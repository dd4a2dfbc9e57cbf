//! Worker pool, per-job execution and crash recovery.
//!
//! A worker binds to exactly one queue and holds at most one in-flight
//! job. The pool boots by scanning for training runs that died while the
//! node was down and pushing host inventory, then starts draining queues.
//! Shutdown is warm: a broadcast signal stops dequeueing, in-flight jobs
//! run to completion.

mod executor;
mod pool;
mod recovery;

pub use executor::{JobExecutor, JobOutcome, WorkerContext};
pub use pool::WorkerPool;
pub use recovery::recover_interrupted_training;
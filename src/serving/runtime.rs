//! Container runtime abstraction and its Docker implementation.

use std::collections::HashMap;
use std::time::Duration;

use async_trait::async_trait;
use bollard::container::{
    Config, CreateContainerOptions, InspectContainerOptions, RemoveContainerOptions,
    RestartContainerOptions, StartContainerOptions,
};
use bollard::models::{DeviceMapping, HostConfig, PortBinding};
use bollard::Docker;
use thiserror::Error;
use tracing::warn;

/// Hard ceiling on any single runtime call.
const RUNTIME_CALL_TIMEOUT: Duration = Duration::from_secs(30);

/// Errors from the container runtime itself, as opposed to lifecycle
/// refusals which live in [`super::ServingError`].
#[derive(Debug, Error)]
pub enum RuntimeError {
    #[error("container runtime call timed out: {operation}")]
    Timeout { operation: String },

    #[error("container runtime error: {0}")]
    Api(String),
}

/// Observed state of a named container. Queried fresh on every operation.
#[derive(Debug, Clone, Copy, PartialEq, Eq)]
pub enum ContainerState {
    Absent,
    Stopped,
    Running,
}

/// Launch parameters for one serving container.
#[derive(Debug, Clone, PartialEq, Eq)]
pub struct ServingContainerSpec {
    pub name: String,
    pub image: String,
    pub hostname: String,
    /// Host-side port published for the serving API.
    pub host_port: u16,
    /// Port the serving process listens on inside the container.
    pub container_port: u16,
    /// `KEY=value` environment entries.
    pub env: Vec<String>,
    pub network: String,
    /// `volume:mountpoint` bind for the shared data cache.
    pub volume: String,
    /// `host:container[:permissions]` device bindings.
    pub devices: Vec<String>,
    /// Supplementary groups, e.g. the render group for `/dev/dri` access.
    pub group_add: Vec<String>,
    pub privileged: bool,
    pub shm_size_bytes: i64,
}

/// Minimal surface of a container engine the lifecycle manager needs.
///
/// Implementations must bound every call; a stuck daemon surfaces as
/// [`RuntimeError::Timeout`], never as a hang.
#[async_trait]
pub trait ContainerRuntime: Send + Sync {
    /// Whether the image is available locally.
    async fn image_present(&self, image: &str) -> Result<bool, RuntimeError>;

    /// Current state of the named container.
    async fn container_state(&self, name: &str) -> Result<ContainerState, RuntimeError>;

    /// Creates and starts a container from the spec.
    async fn run_container(&self, spec: &ServingContainerSpec) -> Result<(), RuntimeError>;

    /// Restarts an existing container in place.
    async fn restart_container(&self, name: &str) -> Result<(), RuntimeError>;

    /// Force-removes the named container. Absence is not an error.
    async fn remove_container(&self, name: &str) -> Result<(), RuntimeError>;
}

/// [`ContainerRuntime`] backed by the local Docker daemon.
pub struct DockerRuntime {
    docker: Docker,
}

impl DockerRuntime {
    /// Connects to the local Docker daemon.
    pub fn connect() -> Result<Self, RuntimeError> {
        let docker = Docker::connect_with_local_defaults().map_err(|error| {
            RuntimeError::Api(format!("failed to connect to Docker daemon: {error}"))
        })?;
        Ok(Self { docker })
    }

    /// Wraps an existing bollard client.
    pub fn from_docker(docker: Docker) -> Self {
        Self { docker }
    }
}

#[async_trait]
impl ContainerRuntime for DockerRuntime {
    async fn image_present(&self, image: &str) -> Result<bool, RuntimeError> {
        let inspect = tokio::time::timeout(RUNTIME_CALL_TIMEOUT, self.docker.inspect_image(image))
            .await
            .map_err(|_| timeout_error("inspect image"))?;
        Ok(inspect.is_ok())
    }

    async fn container_state(&self, name: &str) -> Result<ContainerState, RuntimeError> {
        let inspect = tokio::time::timeout(
            RUNTIME_CALL_TIMEOUT,
            self.docker
                .inspect_container(name, None::<InspectContainerOptions>),
        )
        .await
        .map_err(|_| timeout_error("inspect container"))?;

        match inspect {
            Ok(details) => {
                let running = details.state.and_then(|state| state.running).unwrap_or(false);
                Ok(if running {
                    ContainerState::Running
                } else {
                    ContainerState::Stopped
                })
            }
            Err(error) if is_not_found(&error) => Ok(ContainerState::Absent),
            Err(error) => Err(RuntimeError::Api(format!("inspect container: {error}"))),
        }
    }

    async fn run_container(&self, spec: &ServingContainerSpec) -> Result<(), RuntimeError> {
        let container_port = format!("{}/tcp", spec.container_port);
        let port_bindings = HashMap::from([(
            container_port.clone(),
            Some(vec![PortBinding {
                host_ip: None,
                host_port: Some(spec.host_port.to_string()),
            }]),
        )]);

        let host_config = HostConfig {
            privileged: Some(spec.privileged),
            shm_size: Some(spec.shm_size_bytes),
            network_mode: Some(spec.network.clone()),
            binds: Some(vec![spec.volume.clone()]),
            port_bindings: Some(port_bindings),
            devices: Some(spec.devices.iter().map(|d| device_mapping(d)).collect()),
            group_add: if spec.group_add.is_empty() {
                None
            } else {
                Some(spec.group_add.clone())
            },
            ..Default::default()
        };

        let config = Config {
            image: Some(spec.image.clone()),
            hostname: Some(spec.hostname.clone()),
            env: Some(spec.env.clone()),
            exposed_ports: Some(HashMap::from([(container_port, HashMap::new())])),
            host_config: Some(host_config),
            ..Default::default()
        };

        let options = CreateContainerOptions {
            name: spec.name.clone(),
            platform: None,
        };

        tokio::time::timeout(
            RUNTIME_CALL_TIMEOUT,
            self.docker.create_container(Some(options), config),
        )
        .await
        .map_err(|_| timeout_error("create container"))?
        .map_err(|error| RuntimeError::Api(format!("create container: {error}")))?;

        tokio::time::timeout(
            RUNTIME_CALL_TIMEOUT,
            self.docker
                .start_container(&spec.name, None::<StartContainerOptions<String>>),
        )
        .await
        .map_err(|_| timeout_error("start container"))?
        .map_err(|error| RuntimeError::Api(format!("start container: {error}")))?;

        Ok(())
    }

    async fn restart_container(&self, name: &str) -> Result<(), RuntimeError> {
        tokio::time::timeout(
            RUNTIME_CALL_TIMEOUT,
            self.docker
                .restart_container(name, None::<RestartContainerOptions>),
        )
        .await
        .map_err(|_| timeout_error("restart container"))?
        .map_err(|error| RuntimeError::Api(format!("restart container: {error}")))
    }

    async fn remove_container(&self, name: &str) -> Result<(), RuntimeError> {
        let options = RemoveContainerOptions {
            force: true,
            ..Default::default()
        };

        let removal = tokio::time::timeout(
            RUNTIME_CALL_TIMEOUT,
            self.docker.remove_container(name, Some(options)),
        )
        .await
        .map_err(|_| timeout_error("remove container"))?;

        match removal {
            Ok(()) => Ok(()),
            Err(error) if is_not_found(&error) => {
                warn!(container = name, "container not found, nothing to remove");
                Ok(())
            }
            Err(error) => Err(RuntimeError::Api(format!("remove container: {error}"))),
        }
    }
}

fn timeout_error(operation: &str) -> RuntimeError {
    RuntimeError::Timeout {
        operation: operation.to_string(),
    }
}

fn is_not_found(error: &bollard::errors::Error) -> bool {
    matches!(
        error,
        bollard::errors::Error::DockerResponseServerError {
            status_code: 404,
            ..
        }
    )
}

/// Parses a `host:container[:permissions]` device binding.
fn device_mapping(binding: &str) -> DeviceMapping {
    let mut parts = binding.splitn(3, ':');
    let host = parts.next().unwrap_or(binding);
    let container = parts.next().unwrap_or(host);
    let permissions = parts.next().unwrap_or("rwm");
    DeviceMapping {
        path_on_host: Some(host.to_string()),
        path_in_container: Some(container.to_string()),
        cgroup_permissions: Some(permissions.to_string()),
    }
}

#[cfg(test)]
mod tests {
    use super::*;

    #[test]
    fn test_device_mapping_two_part_binding() {
        let mapping = device_mapping("/dev/dri:/dev/dri");
        assert_eq!(mapping.path_on_host.as_deref(), Some("/dev/dri"));
        assert_eq!(mapping.path_in_container.as_deref(), Some("/dev/dri"));
        assert_eq!(mapping.cgroup_permissions.as_deref(), Some("rwm"));
    }

    #[test]
    fn test_device_mapping_bare_path() {
        let mapping = device_mapping("/dev/kvm");
        assert_eq!(mapping.path_on_host.as_deref(), Some("/dev/kvm"));
        assert_eq!(mapping.path_in_container.as_deref(), Some("/dev/kvm"));
    }

    #[test]
    fn test_device_mapping_explicit_permissions() {
        let mapping = device_mapping("/dev/dri:/dev/dri:rw");
        assert_eq!(mapping.cgroup_permissions.as_deref(), Some("rw"));
    }
}
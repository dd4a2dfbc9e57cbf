//! Job broker: queue topology, job envelopes and the Redis transport.
//!
//! Each workload family has its own named queue and a worker pool bound to
//! exactly one queue. Producers publish typed payloads; the payload decides
//! its queue, so call sites never route by string.

mod job;
mod queue;

pub use job::{Job, JobHandle, JobPayload};
pub use queue::{JobBroker, QueueError, QueueStats};

use async_trait::async_trait;
use std::fmt;
use std::str::FromStr;

use crate::task::TaskStatus;

/// The fixed queue topology.
#[derive(Debug, Clone, Copy, PartialEq, Eq, Hash)]
pub enum QueueName {
    /// Fine-tuning jobs; serialized onto the shared accelerator.
    Training,
    /// Dataset generation over uploaded documents.
    Dataset,
    /// Dataset generation over embedded document chunks.
    Document,
    /// Model registry downloads.
    Common,
    /// Deployment archive builds.
    Deployment,
    /// Host inventory reporting.
    Telemetry,
}

impl QueueName {
    /// Every queue, in dispatch order.
    pub const ALL: [QueueName; 6] = [
        QueueName::Training,
        QueueName::Dataset,
        QueueName::Document,
        QueueName::Common,
        QueueName::Deployment,
        QueueName::Telemetry,
    ];

    /// Redis list name for this queue.
    pub fn as_str(self) -> &'static str {
        match self {
            QueueName::Training => "training_queue",
            QueueName::Dataset => "dataset_queue",
            QueueName::Document => "document_queue",
            QueueName::Common => "common_queue",
            QueueName::Deployment => "deployment_queue",
            QueueName::Telemetry => "telemetry_queue",
        }
    }

    /// Redis list holding this queue's in-flight jobs.
    pub fn processing_key(self) -> String {
        format!("{}:processing", self.as_str())
    }
}

impl fmt::Display for QueueName {
    fn fmt(&self, f: &mut fmt::Formatter<'_>) -> fmt::Result {
        f.write_str(self.as_str())
    }
}

impl FromStr for QueueName {
    type Err = String;

    fn from_str(s: &str) -> Result<Self, Self::Err> {
        match s.trim_end_matches("_queue") {
            "training" => Ok(QueueName::Training),
            "dataset" => Ok(QueueName::Dataset),
            "document" => Ok(QueueName::Document),
            "common" => Ok(QueueName::Common),
            "deployment" => Ok(QueueName::Deployment),
            "telemetry" => Ok(QueueName::Telemetry),
            other => Err(format!("unknown queue: {other}")),
        }
    }
}

/// Read-only broker view used by the crash-recovery scanner.
///
/// Split from [`JobBroker`] so recovery logic can be exercised against
/// scripted broker states in tests.
#[async_trait]
pub trait BrokerInspect: Send + Sync {
    /// Handles of jobs currently held by any worker, across all queues.
    async fn active_handles(&self) -> Result<Vec<JobHandle>, QueueError>;

    /// The broker's stored state for a job, if one was recorded.
    async fn job_state(&self, handle: &JobHandle) -> Result<Option<TaskStatus>, QueueError>;
}

#[cfg(test)]
mod tests {
    use super::*;

    #[test]
    fn test_queue_names_match_topology() {
        assert_eq!(QueueName::Training.as_str(), "training_queue");
        assert_eq!(QueueName::Dataset.as_str(), "dataset_queue");
        assert_eq!(QueueName::Document.as_str(), "document_queue");
        assert_eq!(QueueName::Common.as_str(), "common_queue");
        assert_eq!(QueueName::Deployment.as_str(), "deployment_queue");
        assert_eq!(QueueName::Telemetry.as_str(), "telemetry_queue");
    }

    #[test]
    fn test_queue_parse_accepts_short_and_full_names() {
        assert_eq!("training".parse::<QueueName>().unwrap(), QueueName::Training);
        assert_eq!(
            "deployment_queue".parse::<QueueName>().unwrap(),
            QueueName::Deployment
        );
        assert!("gpu".parse::<QueueName>().is_err());
    }

    #[test]
    fn test_processing_key_suffix() {
        assert_eq!(
            QueueName::Training.processing_key(),
            "training_queue:processing"
        );
    }
}
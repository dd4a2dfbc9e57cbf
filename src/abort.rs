//! Cooperative abort for long-running generation jobs.
//!
//! Abort is a request, not a kill: a flag keyed by job handle is set in
//! Redis and the running job polls it at its own checkpoints. That keeps
//! partially produced data consistent; the job decides where it is safe
//! to stop.
//!
//! Distinct from revocation: revoked jobs are terminated (training) or
//! dropped before execution, while aborted jobs finish on their own terms
//! and report an aborted outcome rather than an error.

use async_trait::async_trait;
use redis::aio::ConnectionManager;
use redis::AsyncCommands;
use std::sync::atomic::{AtomicBool, Ordering};
use std::sync::Arc;
use tracing::warn;

use crate::broker::{JobHandle, QueueError};

/// Expiry for abort flags (7 days), matching the broker's job keys.
const ABORT_KEY_TTL_SECS: u64 = 604_800;

/// Polled by jobs at checkpoints to learn whether an abort was requested.
///
/// Implementations must be cheap to call repeatedly and must never fail
/// the job: transport errors read as "not aborted".
#[async_trait]
pub trait AbortSignal: Send + Sync {
    async fn is_aborted(&self) -> bool;
}

/// Sets and inspects abort flags in Redis.
#[derive(Clone)]
pub struct AbortController {
    redis: ConnectionManager,
}

impl AbortController {
    pub fn new(redis: ConnectionManager) -> Self {
        Self { redis }
    }

    /// Requests that the job holding `handle` stop at its next checkpoint.
    pub async fn request_abort(&self, handle: &JobHandle) -> Result<(), QueueError> {
        let mut conn = self.redis.clone();
        conn.set_ex::<_, _, ()>(abort_key(handle), "1", ABORT_KEY_TTL_SECS)
            .await?;
        Ok(())
    }

    /// Returns whether an abort has been requested for `handle`.
    pub async fn is_aborted(&self, handle: &JobHandle) -> Result<bool, QueueError> {
        let mut conn = self.redis.clone();
        let exists: bool = conn.exists(abort_key(handle)).await?;
        Ok(exists)
    }

    /// Binds a handle into a signal the job can poll without carrying the
    /// controller around.
    pub fn token(&self, handle: &JobHandle) -> AbortToken {
        AbortToken {
            redis: self.redis.clone(),
            key: abort_key(handle),
        }
    }
}

/// [`AbortSignal`] bound to one job's flag.
#[derive(Clone)]
pub struct AbortToken {
    redis: ConnectionManager,
    key: String,
}

#[async_trait]
impl AbortSignal for AbortToken {
    async fn is_aborted(&self) -> bool {
        let mut conn = self.redis.clone();
        match conn.exists::<_, bool>(&self.key).await {
            Ok(flag) => flag,
            Err(error) => {
                warn!(key = %self.key, error = %error, "abort flag check failed, continuing");
                false
            }
        }
    }
}

/// In-process abort switch for tests and local runs.
#[derive(Clone, Default)]
pub struct ManualAbort {
    flag: Arc<AtomicBool>,
}

impl ManualAbort {
    pub fn new() -> Self {
        Self::default()
    }

    /// Flips the switch; every subsequent poll reads aborted.
    pub fn trigger(&self) {
        self.flag.store(true, Ordering::SeqCst);
    }
}

#[async_trait]
impl AbortSignal for ManualAbort {
    async fn is_aborted(&self) -> bool {
        self.flag.load(Ordering::SeqCst)
    }
}

fn abort_key(handle: &JobHandle) -> String {
    format!("jobs:abort:{handle}")
}

#[cfg(test)]
mod tests {
    use super::*;

    #[test]
    fn test_abort_key_layout() {
        let handle = JobHandle::from("gen-42");
        assert_eq!(abort_key(&handle), "jobs:abort:gen-42");
    }

    #[tokio::test]
    async fn test_manual_abort_starts_clear() {
        let signal = ManualAbort::new();
        assert!(!signal.is_aborted().await);
    }

    #[tokio::test]
    async fn test_manual_abort_latches() {
        let signal = ManualAbort::new();
        signal.trigger();
        assert!(signal.is_aborted().await);
        assert!(signal.is_aborted().await);
    }
}
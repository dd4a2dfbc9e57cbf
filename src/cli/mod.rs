//! Operator command-line interface.
//!
//! One binary covers the whole node: the long-running worker pool plus
//! one-shot commands for dispatching, cancelling and inspecting work.

mod commands;

pub use commands::{parse_cli, run, run_with_cli, Cli};
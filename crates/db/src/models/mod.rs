//! Domain model structs and DTOs.
//!
//! Each submodule contains a `FromRow` + `Serialize` entity struct matching
//! the database row and, where rows are created through the API or tests, a
//! `Deserialize` create DTO.

pub mod ban;
pub mod creator;
pub mod embedding;
pub mod engagement;
pub mod screenshot;
pub mod selection;
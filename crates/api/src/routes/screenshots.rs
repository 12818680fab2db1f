//! Viewer-facing screenshot routes, nested at `/screenshots`.

use axum::routing::{get, post};
use axum::Router;

use crate::handlers::{discovery, engagement};
use crate::state::AppState;

pub fn router() -> Router<AppState> {
    Router::new()
        .route("/next", get(discovery::next_screenshot))
        .route("/{id}", get(discovery::get_screenshot))
        .route("/{id}/views", post(engagement::record_view))
        .route(
            "/{id}/favorites",
            post(engagement::add_favorite).delete(engagement::remove_favorite),
        )
}
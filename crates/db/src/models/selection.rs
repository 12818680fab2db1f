//! Eligible-pool rows for the selector.

use hof_core::selection::Candidate;
use hof_core::types::{DbId, Timestamp};
use sqlx::FromRow;

/// One eligible screenshot with the aggregates the strategies score on.
#[derive(Debug, Clone, FromRow)]
pub struct CandidateRow {
    pub id: DbId,
    pub created_at: Timestamp,
    pub views_count: i64,
    pub favorites_count: i64,
    pub recent_engagement: i64,
    pub creator_is_supporter: bool,
}

impl From<CandidateRow> for Candidate {
    fn from(row: CandidateRow) -> Self {
        Candidate {
            screenshot_id: row.id,
            created_at: row.created_at,
            views_count: row.views_count,
            favorites_count: row.favorites_count,
            recent_engagement: row.recent_engagement,
            creator_is_supporter: row.creator_is_supporter,
        }
    }
}
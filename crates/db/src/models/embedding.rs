//! Feature embedding rows from `screenshot_embeddings`.

use hof_core::similarity::EmbeddingEntry;
use hof_core::types::DbId;
use serde::Deserialize;
use sqlx::FromRow;

/// The columns the duplicate scan needs. `REAL[]` maps to `Vec<f32>`.
#[derive(Debug, Clone, FromRow)]
pub struct EmbeddingRow {
    pub screenshot_id: DbId,
    pub embedding: Vec<f32>,
    pub allowed_similarity_with_ids: Vec<DbId>,
}

impl From<EmbeddingRow> for EmbeddingEntry {
    fn from(row: EmbeddingRow) -> Self {
        EmbeddingEntry {
            screenshot_id: row.screenshot_id,
            embedding: row.embedding,
            allowed_similarity_with_ids: row.allowed_similarity_with_ids,
        }
    }
}

/// Request body for permanently allowing a similar pair.
#[derive(Debug, Clone, Deserialize)]
pub struct AllowSimilarityRequest {
    pub screenshot_a_id: DbId,
    pub screenshot_b_id: DbId,
}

☆ ☆ ☆ ☆ ☆ ☆ ☆

### Task objective
Output, please, only the lines running from the start of the entries through the line that contains "#[derive(Debug, Clone, PartialEq, Eq)]", including both of those lines.

### Problem solution
repository dd4a2dfbc9e57cbf
//! Worker pool, per-job execution and crash recovery.
//!
//! A worker binds to exactly one queue and holds at most one in-flight
//! job. The pool boots by scanning for training runs that died while the
//! node was down and pushing host inventory, then starts draining queues.
//! Shutdown is warm: a broadcast signal stops dequeueing, in-flight jobs
//! run to completion.

mod executor;
mod pool;
mod recovery;

pub use executor::{JobExecutor, JobOutcome, WorkerContext};
pub use pool::WorkerPool;
pub use recovery::recover_interrupted_training;
filename src/serving/runtime.rs
//! Container runtime abstraction and its Docker implementation.

use std::collections::HashMap;
use std::time::Duration;

use async_trait::async_trait;
use bollard::container::{
    Config, CreateContainerOptions, InspectContainerOptions, RemoveContainerOptions,
    RestartContainerOptions, StartContainerOptions,
};
use bollard::models::{DeviceMapping, HostConfig, PortBinding};
use bollard::Docker;
use thiserror::Error;
use tracing::warn;

/// Hard ceiling on any single runtime call.
const RUNTIME_CALL_TIMEOUT: Duration = Duration::from_secs(30);

/// Errors from the container runtime itself, as opposed to lifecycle
/// refusals which live in [`super::ServingError`].
#[derive(Debug, Error)]
pub enum RuntimeError {
    #[error("container runtime call timed out: {operation}")]
    Timeout { operation: String },

    #[error("container runtime error: {0}")]
    Api(String),
}

/// Observed state of a named container. Queried fresh on every operation.
#[derive(Debug, Clone, Copy, PartialEq, Eq)]
pub enum ContainerState {
    Absent,
    Stopped,
    Running,
}

/// Launch parameters for one serving container.
#[derive(Debug, Clone, PartialEq, Eq)]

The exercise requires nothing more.